On the other hand the employee’s behaviour must be sufficiently serious to amount to gross misconduct. If it could be dealt with through usual disciplinary procedures then a summary dismissal may not be lawful.

19.3.3 Failure to renew a fixed-term or limited-term contract

A fixed-term contract is one that lasts for a specific duration. A limited-term contract is one that lasts until performance of a specific task is completed or until an occurrence of a specific event. In either case if the contract is not renewed then this amounts to a dismissal under section 95 Employment Rights Act 1996.

While the contract is not intended to be permanent, it may still need to be tested whether the failure to renew is fair in the circumstances. In this way it is important to be able to show that there is a genuine need for the contract only to be temporary or only for a specific task. The employer should not use a fixed-term contract as a disguise to deprive the employee of statutory rights

Now under the Fixed Term Employees (Prevention of Less Favourable Treatment) Regulations 2002 where an employee is employed for four years or more under a single fixed term or successive fixed terms then the contract is deemed to be one of indefinite duration unless there is objective justification for the contrary.

19.3.4 Constructive dismissal

A constructive dismissal occurs in situations where the employee effectively resigns but in circumstances where he is entitled to do so because the employer’s conduct amounts to a significant breach of the contract and therefore an unlawful repudiation of the contract. The employee first of all needs to make it clear that he considers it a constructive dismissal or he may lose his chance of a remedy.

The starting point for showing that there is indeed a constructive dismissal is Lord Den-ning’s judgment in Western Excavating v Sharp [1978] QB 761 which explains what conduct by the employer entitles the employee to feel that there is a repudiatory breach.

What amounts to a significant breach is for the tribunal to determine and it will only be a constructive dismissal where there is no alternative to the employee’s resignation in the circumstances because the employer’s breach is a significant one going to the root of the contract rather than as was once thought merely unreasonable behaviour by the employer.

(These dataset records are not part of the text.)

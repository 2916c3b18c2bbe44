//! Data-access abstraction consumed by the engine.
//!
//! The engine never talks to a database directly; it walks and mutates
//! through [`DependentStore`]. The trait is async and object-safe so the
//! facade can hold `Arc<dyn DependentStore>` over whatever backend the
//! deployment wires in (the bundled [`in_memory`] reference backend, or a
//! SQL-backed one in production).
//!
//! # Atomicity
//!
//! [`DependentStore::apply`] is the engine's single transactional boundary:
//! the whole ordered [`CascadePlan`] either applies completely or not at all.
//! Implementations own the transaction primitive; the planner owns ordering
//! and refusal, never atomicity itself.
//!
//! # Method receivers
//!
//! All methods take `&self`: one store instance is shared across concurrent
//! request handlers, so implementations synchronize internally (the reference
//! backend wraps its state in `Arc<tokio::sync::Mutex<_>>`).

use crate::catalog::RelationDescriptor;
use crate::domain::{EntityId, EntityRef, EntityType, RootEntity};
use crate::error::Result;
use async_trait::async_trait;
use std::collections::HashSet;

pub mod in_memory;

/// Read and mutate operations the engine needs from a backend.
///
/// # Error Handling
///
/// Implementations map their transport/timeout failures to
/// `Error::StoreUnavailable` and conflicting applies to
/// `Error::ConcurrentModification`. Reads of absent records are not errors:
/// `fetch_root` returns `None` and `find_dependents` returns an empty list.
#[async_trait]
pub trait DependentStore: Send + Sync {
    /// Fetch the root entity targeted for deletion.
    ///
    /// Returns `None` if no record of that type and id exists.
    async fn fetch_root(
        &self,
        entity_type: EntityType,
        id: &EntityId,
    ) -> Result<Option<RootEntity>>;

    /// Ids of the records that reference `owner` through `relation`.
    ///
    /// The returned order must be stable for unchanged state, so that
    /// repeated analyses produce identical reports.
    async fn find_dependents(
        &self,
        owner: &EntityRef,
        relation: &RelationDescriptor,
    ) -> Result<Vec<EntityId>>;

    /// Apply a cascade plan as a single atomic unit.
    ///
    /// Ops are applied in plan order, the root is removed last. If the root
    /// or any planned record no longer exists, the whole plan fails with
    /// `Error::ConcurrentModification` and no mutation becomes visible.
    async fn apply(&self, plan: CascadePlan) -> Result<()>;
}

/// An ordered, fully resolved deletion/detach sequence for one root.
///
/// Built by the planner from a fresh traversal; never persisted or reused
/// across calls.
#[derive(Debug, Clone, PartialEq, Eq)]
pub struct CascadePlan {
    /// The root entity, removed after all ops have applied.
    pub root: EntityRef,

    /// Deletes and detaches, deepest dependents first.
    pub ops: Vec<PlannedOp>,
}

impl CascadePlan {
    /// Every record this plan removes, including the root.
    ///
    /// Stores use this to resolve detaches: a detach severs the links between
    /// a surviving record and the records being deleted.
    pub fn deleted_set(&self) -> HashSet<EntityRef> {
        let mut deleted = HashSet::new();
        for op in &self.ops {
            if let PlannedOp::DeleteMany { entity_type, ids } = op {
                for id in ids {
                    deleted.insert(EntityRef::new(*entity_type, id.clone()));
                }
            }
        }
        deleted.insert(self.root.clone());
        deleted
    }

    /// Total number of records the plan touches, excluding the root.
    pub fn record_count(&self) -> usize {
        self.ops
            .iter()
            .map(|op| match op {
                PlannedOp::DeleteMany { ids, .. } | PlannedOp::DetachMany { ids, .. } => ids.len(),
            })
            .sum()
    }
}

/// One batched step of a cascade plan.
#[derive(Debug, Clone, PartialEq, Eq)]
pub enum PlannedOp {
    /// Delete the given records outright.
    DeleteMany {
        /// Entity type of every id in the batch.
        entity_type: EntityType,
        /// Records to delete.
        ids: Vec<EntityId>,
    },

    /// Sever the given records' links to the deleted subtree; the records
    /// themselves survive.
    DetachMany {
        /// The relation whose links are severed.
        relation: RelationDescriptor,
        /// Records to detach.
        ids: Vec<EntityId>,
    },
}
//! The relation catalog: a declarative table of every dependent relation.
//!
//! The catalog replaces per-entity branching with data. Each owning entity
//! type maps to an ordered list of [`RelationDescriptor`]s; the rest of the
//! engine iterates that list and never names a concrete entity type. Adding a
//! dependent entity type is a one-row change here.
//!
//! Catalogs are built once at process start and shared immutably (wrap in
//! `Arc`); there is no mutable singleton.

use crate::domain::{CascadeOptions, CascadePolicy, EntityType};
use crate::error::{Error, Result};
use std::collections::HashMap;

/// How dependent records reference their owner.
#[derive(Debug, Clone, Copy, PartialEq, Eq)]
pub enum Cardinality {
    /// The dependent carries a foreign key to a single owner.
    OneToMany,

    /// Dependents link to owners through a join table.
    ManyToMany {
        /// Name of the join table.
        join_table: &'static str,
    },
}

/// Caller option capable of overriding a BLOCK policy.
///
/// A descriptor names the flag that unlocks it, so the walk and the
/// classifier stay data-driven; widening the options record later is a
/// catalog change, not a control-flow change.
#[derive(Debug, Clone, Copy, PartialEq, Eq)]
pub enum BlockOverride {
    /// `includeCoordinatorCascade`: permits deleting coordinators and,
    /// transitively, the records they own.
    CoordinatorCascade,
}

/// Static metadata for one dependent relation.
#[derive(Debug, Clone, Copy, PartialEq, Eq)]
pub struct RelationDescriptor {
    /// Relation name, also the `type` field of emitted actions.
    pub name: &'static str,

    /// Entity type of the dependent records.
    pub entity_type: EntityType,

    /// Foreign-key path back to the owner (informational for join tables).
    pub foreign_key: &'static str,

    /// One-to-many or many-to-many.
    pub cardinality: Cardinality,

    /// What the engine does with dependents found through this relation.
    pub policy: CascadePolicy,

    /// The caller option (if any) that downgrades a BLOCK to a cascade.
    pub block_override: Option<BlockOverride>,
}

impl RelationDescriptor {
    /// The policy after applying any caller-granted override.
    ///
    /// A BLOCK whose override flag is set behaves exactly like
    /// CASCADE_DELETE: it is recursed into and its dependents are deleted.
    pub fn effective_policy(&self, options: &CascadeOptions) -> CascadePolicy {
        let overridden = match self.block_override {
            Some(BlockOverride::CoordinatorCascade) => options.include_coordinator_cascade,
            None => false,
        };
        if self.policy == CascadePolicy::Block && overridden {
            CascadePolicy::CascadeDelete
        } else {
            self.policy
        }
    }
}

/// Immutable, ordered mapping from owning entity type to its dependent
/// relations.
///
/// Order matters: it fixes traversal order and, through it, deletion order.
#[derive(Debug, Clone)]
pub struct RelationCatalog {
    by_owner: HashMap<EntityType, Vec<RelationDescriptor>>,
}

impl RelationCatalog {
    /// Build a catalog from an explicit table.
    pub fn new(table: Vec<(EntityType, Vec<RelationDescriptor>)>) -> Self {
        Self {
            by_owner: table.into_iter().collect(),
        }
    }

    /// The CareLink production catalog.
    pub fn carelink() -> Self {
        Self::new(vec![
            (
                EntityType::Hospital,
                vec![
                    RelationDescriptor {
                        name: "coordinators",
                        entity_type: EntityType::Coordinator,
                        foreign_key: "hospital_id",
                        cardinality: Cardinality::OneToMany,
                        policy: CascadePolicy::Block,
                        block_override: Some(BlockOverride::CoordinatorCascade),
                    },
                    RelationDescriptor {
                        name: "case_records",
                        entity_type: EntityType::CaseRecord,
                        foreign_key: "hospital_id",
                        cardinality: Cardinality::OneToMany,
                        policy: CascadePolicy::CascadeDelete,
                        block_override: None,
                    },
                    RelationDescriptor {
                        name: "alerts",
                        entity_type: EntityType::Alert,
                        foreign_key: "hospital_id",
                        cardinality: Cardinality::OneToMany,
                        policy: CascadePolicy::CascadeDelete,
                        block_override: None,
                    },
                    RelationDescriptor {
                        name: "communications",
                        entity_type: EntityType::CommunicationThread,
                        foreign_key: "hospital_id",
                        cardinality: Cardinality::ManyToMany {
                            join_table: "hospital_communications",
                        },
                        policy: CascadePolicy::ReParent,
                        block_override: None,
                    },
                    RelationDescriptor {
                        name: "audit_entries",
                        entity_type: EntityType::AuditEntry,
                        foreign_key: "hospital_id",
                        cardinality: Cardinality::OneToMany,
                        policy: CascadePolicy::Ignore,
                        block_override: None,
                    },
                ],
            ),
            (
                EntityType::Coordinator,
                vec![
                    RelationDescriptor {
                        name: "case_records",
                        entity_type: EntityType::CaseRecord,
                        foreign_key: "coordinator_id",
                        cardinality: Cardinality::OneToMany,
                        policy: CascadePolicy::CascadeDelete,
                        block_override: None,
                    },
                    RelationDescriptor {
                        name: "alerts",
                        entity_type: EntityType::Alert,
                        foreign_key: "coordinator_id",
                        cardinality: Cardinality::OneToMany,
                        policy: CascadePolicy::CascadeDelete,
                        block_override: None,
                    },
                ],
            ),
        ])
    }

    /// Ordered descriptors for the given owning entity type.
    ///
    /// Pure and deterministic; owners without dependents yield an empty
    /// slice.
    pub fn descriptors_for(&self, owner: EntityType) -> &[RelationDescriptor] {
        self.by_owner.get(&owner).map_or(&[], Vec::as_slice)
    }

    /// Check catalog invariants.
    ///
    /// Each owner must list a dependent (entity type, foreign key) pair at
    /// most once, and override flags only make sense on BLOCK policies.
    pub fn validate(&self) -> Result<()> {
        for (owner, descriptors) in &self.by_owner {
            let mut seen: Vec<(EntityType, &'static str)> = Vec::new();
            for descriptor in descriptors {
                let key = (descriptor.entity_type, descriptor.foreign_key);
                if seen.contains(&key) {
                    return Err(Error::Catalog(format!(
                        "duplicate descriptor for {} -> {} via '{}'",
                        owner, descriptor.entity_type, descriptor.foreign_key
                    )));
                }
                seen.push(key);

                if descriptor.block_override.is_some()
                    && descriptor.policy != CascadePolicy::Block
                {
                    return Err(Error::Catalog(format!(
                        "relation '{}' declares a block override but its policy is not BLOCK",
                        descriptor.name
                    )));
                }
            }
        }
        Ok(())
    }
}
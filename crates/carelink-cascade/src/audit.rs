//! Audit reporting for completed cascades.
//!
//! The engine does not write audit logs itself; after a successful execute it
//! hands a [`CascadeAuditEvent`] to whatever [`AuditSink`] the deployment
//! wired in. A sink failure is logged by the facade and never fails the
//! outcome; the deletion already happened.

use crate::domain::{ActionDescription, EntityRef};
use crate::error::Result;
use async_trait::async_trait;
use chrono::{DateTime, Utc};
use serde::Serialize;

/// What happened, to what, on whose behalf.
#[derive(Debug, Clone, PartialEq, Eq, Serialize)]
#[serde(rename_all = "camelCase")]
pub struct CascadeAuditEvent {
    /// Id of the user who confirmed the deletion.
    pub acting_user: String,

    /// The removed root.
    pub root: EntityRef,

    /// Display name of the removed root.
    pub root_name: String,

    /// Steps that were performed.
    pub actions: Vec<ActionDescription>,

    /// When the cascade completed.
    pub occurred_at: DateTime<Utc>,
}

/// Collaborator that records completed cascades.
#[async_trait]
pub trait AuditSink: Send + Sync {
    /// Record one completed cascade.
    async fn record(&self, event: CascadeAuditEvent) -> Result<()>;
}

/// Default sink: one structured log line per cascade.
pub struct LogAuditSink;

#[async_trait]
impl AuditSink for LogAuditSink {
    async fn record(&self, event: CascadeAuditEvent) -> Result<()> {
        tracing::info!(
            actor = %event.acting_user,
            root = %event.root,
            root_name = %event.root_name,
            actions = event.actions.len(),
            "cascade deletion completed"
        );
        Ok(())
    }
}

#[cfg(test)]
mod tests {
    use super::*;
    use crate::domain::{ActionDescription, CascadePolicy, EntityType};

    #[tokio::test]
    async fn log_sink_accepts_events() {
        let sink = LogAuditSink;
        let event = CascadeAuditEvent {
            acting_user: "admin-7".to_string(),
            root: EntityRef::new(EntityType::Hospital, "H1"),
            root_name: "General North".to_string(),
            actions: vec![ActionDescription::new(
                "alerts",
                2,
                CascadePolicy::CascadeDelete,
            )],
            occurred_at: Utc::now(),
        };
        sink.record(event).await.unwrap();
    }

    #[test]
    fn event_serializes_camel_case() {
        let event = CascadeAuditEvent {
            acting_user: "admin-7".to_string(),
            root: EntityRef::new(EntityType::Hospital, "H1"),
            root_name: "General North".to_string(),
            actions: vec![],
            occurred_at: Utc::now(),
        };
        let json = serde_json::to_value(&event).unwrap();
        assert_eq!(json["actingUser"], "admin-7");
        assert_eq!(json["rootName"], "General North");
        assert!(json["occurredAt"].is_string());
    }
}
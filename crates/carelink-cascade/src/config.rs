//! Engine configuration.
//!
//! The relation catalog itself is code-level configuration
//! ([`crate::catalog::RelationCatalog::carelink`]); this module only carries
//! the tunables a deployment may want to adjust, loaded from YAML next to the
//! rest of the backend's config files.

use crate::error::{Error, Result};
use serde::{Deserialize, Serialize};
use std::path::Path;
use tokio::fs;

/// Default traversal depth bound.
pub const DEFAULT_MAX_WALK_DEPTH: usize = 3;

/// Upper limit for the configurable depth bound.
pub const MAX_WALK_DEPTH_LIMIT: usize = 16;

/// Tunables for the cascade engine.
#[derive(Debug, Clone, Serialize, Deserialize, PartialEq, Eq)]
pub struct EngineConfig {
    /// Depth bound for dependency traversal. Exceeding it aborts the walk
    /// with a suspected-cycle error instead of looping.
    #[serde(rename = "max-walk-depth", default = "default_max_walk_depth")]
    pub max_walk_depth: usize,
}

fn default_max_walk_depth() -> usize {
    DEFAULT_MAX_WALK_DEPTH
}

impl EngineConfig {
    /// Load configuration from a YAML file.
    pub async fn load(path: &Path) -> Result<Self> {
        let content = fs::read_to_string(path).await?;
        let config: Self =
            serde_yaml::from_str(&content).map_err(|e| Error::Config(e.to_string()))?;
        config.validate()?;
        Ok(config)
    }

    /// Save configuration to a YAML file.
    pub async fn save(&self, path: &Path) -> Result<()> {
        let content =
            serde_yaml::to_string(self).map_err(|e| Error::Config(format!("YAML error: {e}")))?;
        fs::write(path, content).await?;
        Ok(())
    }

    /// Validate configured values.
    pub fn validate(&self) -> Result<()> {
        if self.max_walk_depth == 0 {
            return Err(Error::Config(
                "max-walk-depth must be at least 1".to_string(),
            ));
        }
        if self.max_walk_depth > MAX_WALK_DEPTH_LIMIT {
            return Err(Error::Config(format!(
                "max-walk-depth cannot exceed {MAX_WALK_DEPTH_LIMIT}"
            )));
        }
        Ok(())
    }
}

impl Default for EngineConfig {
    fn default() -> Self {
        Self {
            max_walk_depth: DEFAULT_MAX_WALK_DEPTH,
        }
    }
}
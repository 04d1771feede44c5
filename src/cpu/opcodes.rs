//! The 256-entry 6502 decode table.
//!
//! Each opcode maps to an operation, an addressing mode, and its base cycle cost. Page-crossing
//! and taken-branch penalties are added on top by the CPU. Opcodes the NMOS part executes
//! unpredictably (and the JAM/KIL family) decode to [`Op::Jam`], which the CPU reports as an
//! illegal opcode.

/// Addressing modes of the 6502.
#[derive(Debug, Clone, Copy, PartialEq, Eq)]
pub enum AddrMode {
    /// Implied: no operand.
    Imp,
    /// Accumulator: the shift/rotate operates on A.
    Acc,
    Imm,
    Zp0,
    Zpx,
    Zpy,
    /// Relative: signed 8-bit branch displacement.
    Rel,
    Abs,
    Abx,
    Aby,
    /// Indirect (JMP only), with the page-wrap pointer bug.
    Ind,
    /// (zp,X)
    Izx,
    /// (zp),Y
    Izy,
}

impl AddrMode {
    /// Instruction length in bytes, opcode included.
    pub fn len(self) -> u16 {
        match self {
            AddrMode::Imp | AddrMode::Acc => 1,
            AddrMode::Abs | AddrMode::Abx | AddrMode::Aby | AddrMode::Ind => 3,
            _ => 2,
        }
    }
}

/// Operations. Undocumented but stable NMOS opcodes are included alongside the official set.
#[derive(Debug, Clone, Copy, PartialEq, Eq)]
pub enum Op {
    Adc, And, Asl, Bcc, Bcs, Beq, Bit, Bmi, Bne, Bpl, Brk, Bvc, Bvs, Clc,
    Cld, Cli, Clv, Cmp, Cpx, Cpy, Dec, Dex, Dey, Eor, Inc, Inx, Iny, Jmp,
    Jsr, Lda, Ldx, Ldy, Lsr, Nop, Ora, Pha, Php, Pla, Plp, Rol, Ror, Rti,
    Rts, Sbc, Sec, Sed, Sei, Sta, Stx, Sty, Tax, Tay, Tsx, Txa, Txs, Tya,
    // undocumented
    Lax, Sax, Dcp, Isc, Slo, Rla, Sre, Rra,
    /// No defined behavior.
    Jam,
}

impl Op {
    /// Read-type operations pay one extra cycle when indexed addressing crosses a page.
    /// Stores and read-modify-write ops always take the long path, which is in their base cost.
    pub fn page_penalty(self) -> bool {
        matches!(
            self,
            Op::Adc
                | Op::And
                | Op::Cmp
                | Op::Eor
                | Op::Lda
                | Op::Ldx
                | Op::Ldy
                | Op::Ora
                | Op::Sbc
                | Op::Lax
                | Op::Nop
        )
    }
}

/// One decoded opcode.
#[derive(Debug, Clone, Copy, PartialEq, Eq)]
pub struct Instruction {
    pub op: Op,
    pub mode: AddrMode,
    pub cycles: u8,
    /// Not part of the documented instruction set.
    pub undocumented: bool,
}

const fn ins(op: Op, mode: AddrMode, cycles: u8) -> Instruction {
    Instruction { op, mode, cycles, undocumented: false }
}

const fn und(op: Op, mode: AddrMode, cycles: u8) -> Instruction {
    Instruction { op, mode, cycles, undocumented: true }
}

const JAM: Instruction = Instruction { op: Op::Jam, mode: AddrMode::Imp, cycles: 0, undocumented: true };

use AddrMode::*;
use Op::*;

#[rustfmt::skip]
pub static OPCODES: [Instruction; 256] = [
    // 0x00
    ins(Brk, Imp, 7), ins(Ora, Izx, 6), JAM,              und(Slo, Izx, 8),
    und(Nop, Zp0, 3), ins(Ora, Zp0, 3), ins(Asl, Zp0, 5), und(Slo, Zp0, 5),
    ins(Php, Imp, 3), ins(Ora, Imm, 2), ins(Asl, Acc, 2), JAM,
    und(Nop, Abs, 4), ins(Ora, Abs, 4), ins(Asl, Abs, 6), und(Slo, Abs, 6),
    // 0x10
    ins(Bpl, Rel, 2), ins(Ora, Izy, 5), JAM,              und(Slo, Izy, 8),
    und(Nop, Zpx, 4), ins(Ora, Zpx, 4), ins(Asl, Zpx, 6), und(Slo, Zpx, 6),
    ins(Clc, Imp, 2), ins(Ora, Aby, 4), und(Nop, Imp, 2), und(Slo, Aby, 7),
    und(Nop, Abx, 4), ins(Ora, Abx, 4), ins(Asl, Abx, 7), und(Slo, Abx, 7),
    // 0x20
    ins(Jsr, Abs, 6), ins(And, Izx, 6), JAM,              und(Rla, Izx, 8),
    ins(Bit, Zp0, 3), ins(And, Zp0, 3), ins(Rol, Zp0, 5), und(Rla, Zp0, 5),
    ins(Plp, Imp, 4), ins(And, Imm, 2), ins(Rol, Acc, 2), JAM,
    ins(Bit, Abs, 4), ins(And, Abs, 4), ins(Rol, Abs, 6), und(Rla, Abs, 6),
    // 0x30
    ins(Bmi, Rel, 2), ins(And, Izy, 5), JAM,              und(Rla, Izy, 8),
    und(Nop, Zpx, 4), ins(And, Zpx, 4), ins(Rol, Zpx, 6), und(Rla, Zpx, 6),
    ins(Sec, Imp, 2), ins(And, Aby, 4), und(Nop, Imp, 2), und(Rla, Aby, 7),
    und(Nop, Abx, 4), ins(And, Abx, 4), ins(Rol, Abx, 7), und(Rla, Abx, 7),
    // 0x40
    ins(Rti, Imp, 6), ins(Eor, Izx, 6), JAM,              und(Sre, Izx, 8),
    und(Nop, Zp0, 3), ins(Eor, Zp0, 3), ins(Lsr, Zp0, 5), und(Sre, Zp0, 5),
    ins(Pha, Imp, 3), ins(Eor, Imm, 2), ins(Lsr, Acc, 2), JAM,
    ins(Jmp, Abs, 3), ins(Eor, Abs, 4), ins(Lsr, Abs, 6), und(Sre, Abs, 6),
    // 0x50
    ins(Bvc, Rel, 2), ins(Eor, Izy, 5), JAM,              und(Sre, Izy, 8),
    und(Nop, Zpx, 4), ins(Eor, Zpx, 4), ins(Lsr, Zpx, 6), und(Sre, Zpx, 6),
    ins(Cli, Imp, 2), ins(Eor, Aby, 4), und(Nop, Imp, 2), und(Sre, Aby, 7),
    und(Nop, Abx, 4), ins(Eor, Abx, 4), ins(Lsr, Abx, 7), und(Sre, Abx, 7),
    // 0x60
    ins(Rts, Imp, 6), ins(Adc, Izx, 6), JAM,              und(Rra, Izx, 8),
    und(Nop, Zp0, 3), ins(Adc, Zp0, 3), ins(Ror, Zp0, 5), und(Rra, Zp0, 5),
    ins(Pla, Imp, 4), ins(Adc, Imm, 2), ins(Ror, Acc, 2), JAM,
    ins(Jmp, Ind, 5), ins(Adc, Abs, 4), ins(Ror, Abs, 6), und(Rra, Abs, 6),
    // 0x70
    ins(Bvs, Rel, 2), ins(Adc, Izy, 5), JAM,              und(Rra, Izy, 8),
    und(Nop, Zpx, 4), ins(Adc, Zpx, 4), ins(Ror, Zpx, 6), und(Rra, Zpx, 6),
    ins(Sei, Imp, 2), ins(Adc, Aby, 4), und(Nop, Imp, 2), und(Rra, Aby, 7),
    und(Nop, Abx, 4), ins(Adc, Abx, 4), ins(Ror, Abx, 7), und(Rra, Abx, 7),
    // 0x80
    und(Nop, Imm, 2), ins(Sta, Izx, 6), und(Nop, Imm, 2), und(Sax, Izx, 6),
    ins(Sty, Zp0, 3), ins(Sta, Zp0, 3), ins(Stx, Zp0, 3), und(Sax, Zp0, 3),
    ins(Dey, Imp, 2), und(Nop, Imm, 2), ins(Txa, Imp, 2), JAM,
    ins(Sty, Abs, 4), ins(Sta, Abs, 4), ins(Stx, Abs, 4), und(Sax, Abs, 4),
    // 0x90
    ins(Bcc, Rel, 2), ins(Sta, Izy, 6), JAM,              JAM,
    ins(Sty, Zpx, 4), ins(Sta, Zpx, 4), ins(Stx, Zpy, 4), und(Sax, Zpy, 4),
    ins(Tya, Imp, 2), ins(Sta, Aby, 5), ins(Txs, Imp, 2), JAM,
    JAM,              ins(Sta, Abx, 5), JAM,              JAM,
    // 0xA0
    ins(Ldy, Imm, 2), ins(Lda, Izx, 6), ins(Ldx, Imm, 2), und(Lax, Izx, 6),
    ins(Ldy, Zp0, 3), ins(Lda, Zp0, 3), ins(Ldx, Zp0, 3), und(Lax, Zp0, 3),
    ins(Tay, Imp, 2), ins(Lda, Imm, 2), ins(Tax, Imp, 2), JAM,
    ins(Ldy, Abs, 4), ins(Lda, Abs, 4), ins(Ldx, Abs, 4), und(Lax, Abs, 4),
    // 0xB0
    ins(Bcs, Rel, 2), ins(Lda, Izy, 5), JAM,              und(Lax, Izy, 5),
    ins(Ldy, Zpx, 4), ins(Lda, Zpx, 4), ins(Ldx, Zpy, 4), und(Lax, Zpy, 4),
    ins(Clv, Imp, 2), ins(Lda, Aby, 4), ins(Tsx, Imp, 2), JAM,
    ins(Ldy, Abx, 4), ins(Lda, Abx, 4), ins(Ldx, Aby, 4), und(Lax, Aby, 4),
    // 0xC0
    ins(Cpy, Imm, 2), ins(Cmp, Izx, 6), und(Nop, Imm, 2), und(Dcp, Izx, 8),
    ins(Cpy, Zp0, 3), ins(Cmp, Zp0, 3), ins(Dec, Zp0, 5), und(Dcp, Zp0, 5),
    ins(Iny, Imp, 2), ins(Cmp, Imm, 2), ins(Dex, Imp, 2), JAM,
    ins(Cpy, Abs, 4), ins(Cmp, Abs, 4), ins(Dec, Abs, 6), und(Dcp, Abs, 6),
    // 0xD0
    ins(Bne, Rel, 2), ins(Cmp, Izy, 5), JAM,              und(Dcp, Izy, 8),
    und(Nop, Zpx, 4), ins(Cmp, Zpx, 4), ins(Dec, Zpx, 6), und(Dcp, Zpx, 6),
    ins(Cld, Imp, 2), ins(Cmp, Aby, 4), und(Nop, Imp, 2), und(Dcp, Aby, 7),
    und(Nop, Abx, 4), ins(Cmp, Abx, 4), ins(Dec, Abx, 7), und(Dcp, Abx, 7),
    // 0xE0
    ins(Cpx, Imm, 2), ins(Sbc, Izx, 6), und(Nop, Imm, 2), und(Isc, Izx, 8),
    ins(Cpx, Zp0, 3), ins(Sbc, Zp0, 3), ins(Inc, Zp0, 5), und(Isc, Zp0, 5),
    ins(Inx, Imp, 2), ins(Sbc, Imm, 2), ins(Nop, Imp, 2), und(Sbc, Imm, 2),
    ins(Cpx, Abs, 4), ins(Sbc, Abs, 4), ins(Inc, Abs, 6), und(Isc, Abs, 6),
    // 0xF0
    ins(Beq, Rel, 2), ins(Sbc, Izy, 5), JAM,              und(Isc, Izy, 8),
    und(Nop, Zpx, 4), ins(Sbc, Zpx, 4), ins(Inc, Zpx, 6), und(Isc, Zpx, 6),
    ins(Sed, Imp, 2), ins(Sbc, Aby, 4), und(Nop, Imp, 2), und(Isc, Aby, 7),
    und(Nop, Abx, 4), ins(Sbc, Abx, 4), ins(Inc, Abx, 7), und(Isc, Abx, 7),
];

Obviously it is also not merely the actions of the employer that give rise to a repudiatory breach justifying a claim of constructive dismissal. The tribunal needs to consider the full circumstances in which the event caused the employee to resign.

It also does not need to be the employer’s conduct that amounts to the breach. It could result from the conduct of another employee where the employer is responsible for the behaviour of the other employee.

It is quite common for the constructive dismissal to result from unilateral changes in central express terms of the contract such as pay, hours and duties.

Another act by the employer which undermines the employee’s position and could amount to a repudiatory breach justifying a claim of constructive dismissal is demotion of the employee.

It is also clearly possible for the constructive dismissal to result from the employer breaching one of the implied terms if this amounts to a significant breach. This is more straightforward where the duty is practical in nature.

An employee does not necessarily have to leave immediately to claim constructive dismissal as long as the breach was significantly serious and it was still the actual cause of the resignation although there is of course always a risk that the tribunal might consider that the employee has accepted the situation.

Further reading

Emir, Astra, Selwyn’s Law of Employment 17th edition. Oxford University Press, 2012, Chapters 13, 15 and 17.

Pitt, Gwyneth, Cases and Materials on Employment Law 3rd edition. Pearson, 2008, Chapter 8.

Sargeant, Malcolm and Lewis, David, Employment Law 6th edition. Pearson, 2012, Chapter 4.3.